* [PROVIDED DATA]:
»»

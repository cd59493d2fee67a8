//! Sandbox Gateway
//!
//! In-process stand-in for the mobile-money proxy. Every debit is accepted
//! with sequential references; status checks replay a script of steps and
//! then repeat a fallback step forever. Selected with
//! `GATEWAY_BASE_URL=sandbox` and used by the test suites.

use async_trait::async_trait;
use serde_json::json;
use std::collections::VecDeque;
use std::sync::atomic::{AtomicU32, Ordering};
use std::sync::Mutex;
use tracing::info;

use super::gateway::{DebitAccepted, DebitRequest, GatewayStatus, PaymentGateway, StatusReport};
use crate::models::{AppError, AppResult};

/// One scripted answer to a status check
#[derive(Debug, Clone, PartialEq)]
pub enum SandboxStep {
    Status(GatewayStatus),
    /// Gateway unreachable for this tick
    TransportError,
    /// Gateway answers 401
    Unauthorized,
}

pub struct SandboxGateway {
    script: Mutex<VecDeque<SandboxStep>>,
    fallback: SandboxStep,
    reject_debits: Option<String>,
    debits: Mutex<Vec<DebitRequest>>,
    bearers: Mutex<Vec<String>>,
    issued: AtomicU32,
    status_checks: AtomicU32,
}

impl SandboxGateway {
    /// Reports `processing` once, then `success`
    pub fn new() -> Self {
        Self::scripted(
            vec![SandboxStep::Status(GatewayStatus::Processing)],
            SandboxStep::Status(GatewayStatus::Success),
        )
    }

    pub fn scripted(steps: Vec<SandboxStep>, fallback: SandboxStep) -> Self {
        Self {
            script: Mutex::new(steps.into()),
            fallback,
            reject_debits: None,
            debits: Mutex::new(Vec::new()),
            bearers: Mutex::new(Vec::new()),
            issued: AtomicU32::new(0),
            status_checks: AtomicU32::new(0),
        }
    }

    /// Every debit fails with PAYMENT_FAILED carrying `message`
    pub fn rejecting(message: impl Into<String>) -> Self {
        Self {
            reject_debits: Some(message.into()),
            ..Self::new()
        }
    }

    pub fn debits(&self) -> Vec<DebitRequest> {
        self.debits.lock().map(|d| d.clone()).unwrap_or_default()
    }

    /// Bearer tokens seen so far, in call order
    pub fn bearers(&self) -> Vec<String> {
        self.bearers.lock().map(|b| b.clone()).unwrap_or_default()
    }

    pub fn status_checks(&self) -> u32 {
        self.status_checks.load(Ordering::SeqCst)
    }

    fn remember_bearer(&self, bearer: &str) {
        if let Ok(mut bearers) = self.bearers.lock() {
            bearers.push(bearer.to_string());
        }
    }

    fn next_step(&self) -> SandboxStep {
        self.script
            .lock()
            .ok()
            .and_then(|mut s| s.pop_front())
            .unwrap_or_else(|| self.fallback.clone())
    }
}

impl Default for SandboxGateway {
    fn default() -> Self {
        Self::new()
    }
}

#[async_trait]
impl PaymentGateway for SandboxGateway {
    async fn process_payment(
        &self,
        request: &DebitRequest,
        bearer: &str,
    ) -> AppResult<DebitAccepted> {
        self.remember_bearer(bearer);
        if let Some(message) = &self.reject_debits {
            return Err(AppError::payment_failed(message.clone()));
        }
        if let Ok(mut debits) = self.debits.lock() {
            debits.push(request.clone());
        }

        let n = self.issued.fetch_add(1, Ordering::SeqCst) + 1;
        info!(amount = %request.amount, "🧪 Sandbox accepted debit #{}", n);
        Ok(DebitAccepted {
            internal_reference: format!("SBX-INT-{:04}", n),
            customer_reference: Some(format!("SBX-CUS-{:04}", n)),
            provider: Some("SANDBOX".to_string()),
        })
    }

    async fn check_status(
        &self,
        internal_reference: &str,
        bearer: &str,
    ) -> AppResult<StatusReport> {
        self.remember_bearer(bearer);
        self.status_checks.fetch_add(1, Ordering::SeqCst);

        match self.next_step() {
            SandboxStep::Status(status) => Ok(StatusReport {
                status,
                data: json!({
                    "internalReference": internal_reference,
                    "customerReference": internal_reference.replace("-INT-", "-CUS-"),
                }),
            }),
            SandboxStep::TransportError => Err(AppError::server("Sandbox gateway unreachable")),
            SandboxStep::Unauthorized => Err(AppError::unauthorized("Sandbox rejected token")),
        }
    }
}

««

* [EXERCISE DIRECTIONS]: Reproduce the material above, keeping every line intact.

* [REPLY]:
repository cd59493d2fee67a8
//! Sandbox Gateway
//!
//! In-process stand-in for the mobile-money proxy. Every debit is accepted
//! with sequential references; status checks replay a script of steps and
//! then repeat a fallback step forever. Selected with
//! `GATEWAY_BASE_URL=sandbox` and used by the test suites.

use async_trait::async_trait;
use serde_json::json;
use std::collections::VecDeque;
use std::sync::atomic::{AtomicU32, Ordering};
use std::sync::Mutex;
use tracing::info;

use super::gateway::{DebitAccepted, DebitRequest, GatewayStatus, PaymentGateway, StatusReport};
use crate::models::{AppError, AppResult};

/// One scripted answer to a status check
#[derive(Debug, Clone, PartialEq)]
pub enum SandboxStep {
    Status(GatewayStatus),
    /// Gateway unreachable for this tick
    TransportError,
    /// Gateway answers 401
    Unauthorized,
}

pub struct SandboxGateway {
    script: Mutex<VecDeque<SandboxStep>>,
    fallback: SandboxStep,
    reject_debits: Option<String>,
    debits: Mutex<Vec<DebitRequest>>,
    bearers: Mutex<Vec<String>>,
    issued: AtomicU32,
    status_checks: AtomicU32,
}

impl SandboxGateway {
    /// Reports `processing` once, then `success`
    pub fn new() -> Self {
        Self::scripted(
            vec![SandboxStep::Status(GatewayStatus::Processing)],
            SandboxStep::Status(GatewayStatus::Success),
        )
    }

    pub fn scripted(steps: Vec<SandboxStep>, fallback: SandboxStep) -> Self {
        Self {
            script: Mutex::new(steps.into()),
            fallback,
            reject_debits: None,
            debits: Mutex::new(Vec::new()),
            bearers: Mutex::new(Vec::new()),
            issued: AtomicU32::new(0),
            status_checks: AtomicU32::new(0),
        }
    }

    /// Every debit fails with PAYMENT_FAILED carrying `message`
    pub fn rejecting(message: impl Into<String>) -> Self {
        Self {
            reject_debits: Some(message.into()),
            ..Self::new()
        }
    }

    pub fn debits(&self) -> Vec<DebitRequest> {
        self.debits.lock().map(|d| d.clone()).unwrap_or_default()
    }

    /// Bearer tokens seen so far, in call order
    pub fn bearers(&self) -> Vec<String> {
        self.bearers.lock().map(|b| b.clone()).unwrap_or_default()
    }

    pub fn status_checks(&self) -> u32 {
        self.status_checks.load(Ordering::SeqCst)
    }

    fn remember_bearer(&self, bearer: &str) {
        if let Ok(mut bearers) = self.bearers.lock() {
            bearers.push(bearer.to_string());
        }
    }

    fn next_step(&self) -> SandboxStep {
        self.script
            .lock()
            .ok()
            .and_then(|mut s| s.pop_front())
            .unwrap_or_else(|| self.fallback.clone())
    }
}

impl Default for SandboxGateway {
    fn default() -> Self {
        Self::new()
    }
}

#[async_trait]
impl PaymentGateway for SandboxGateway {
    async fn process_payment(
        &self,
        request: &DebitRequest,
        bearer: &str,
    ) -> AppResult<DebitAccepted> {
        self.remember_bearer(bearer);
        if let Some(message) = &self.reject_debits {
            return Err(AppError::payment_failed(message.clone()));
        }
        if let Ok(mut debits) = self.debits.lock() {
            debits.push(request.clone());
        }

        let n = self.issued.fetch_add(1, Ordering::SeqCst) + 1;
        info!(amount = %request.amount, "🧪 Sandbox accepted debit #{}", n);
        Ok(DebitAccepted {
            internal_reference: format!("SBX-INT-{:04}", n),
            customer_reference: Some(format!("SBX-CUS-{:04}", n)),
            provider: Some("SANDBOX".to_string()),
        })
    }

    async fn check_status(
        &self,
        internal_reference: &str,
        bearer: &str,
    ) -> AppResult<StatusReport> {
        self.remember_bearer(bearer);
        self.status_checks.fetch_add(1, Ordering::SeqCst);

        match self.next_step() {
            SandboxStep::Status(status) => Ok(StatusReport {
                status,
                data: json!({
                    "internalReference": internal_reference,
                    "customerReference": internal_reference.replace("-INT-", "-CUS-"),
                }),
            }),
            SandboxStep::TransportError => Err(AppError::server("Sandbox gateway unreachable")),
            SandboxStep::Unauthorized => Err(AppError::unauthorized("Sandbox rejected token")),
        }
    }
}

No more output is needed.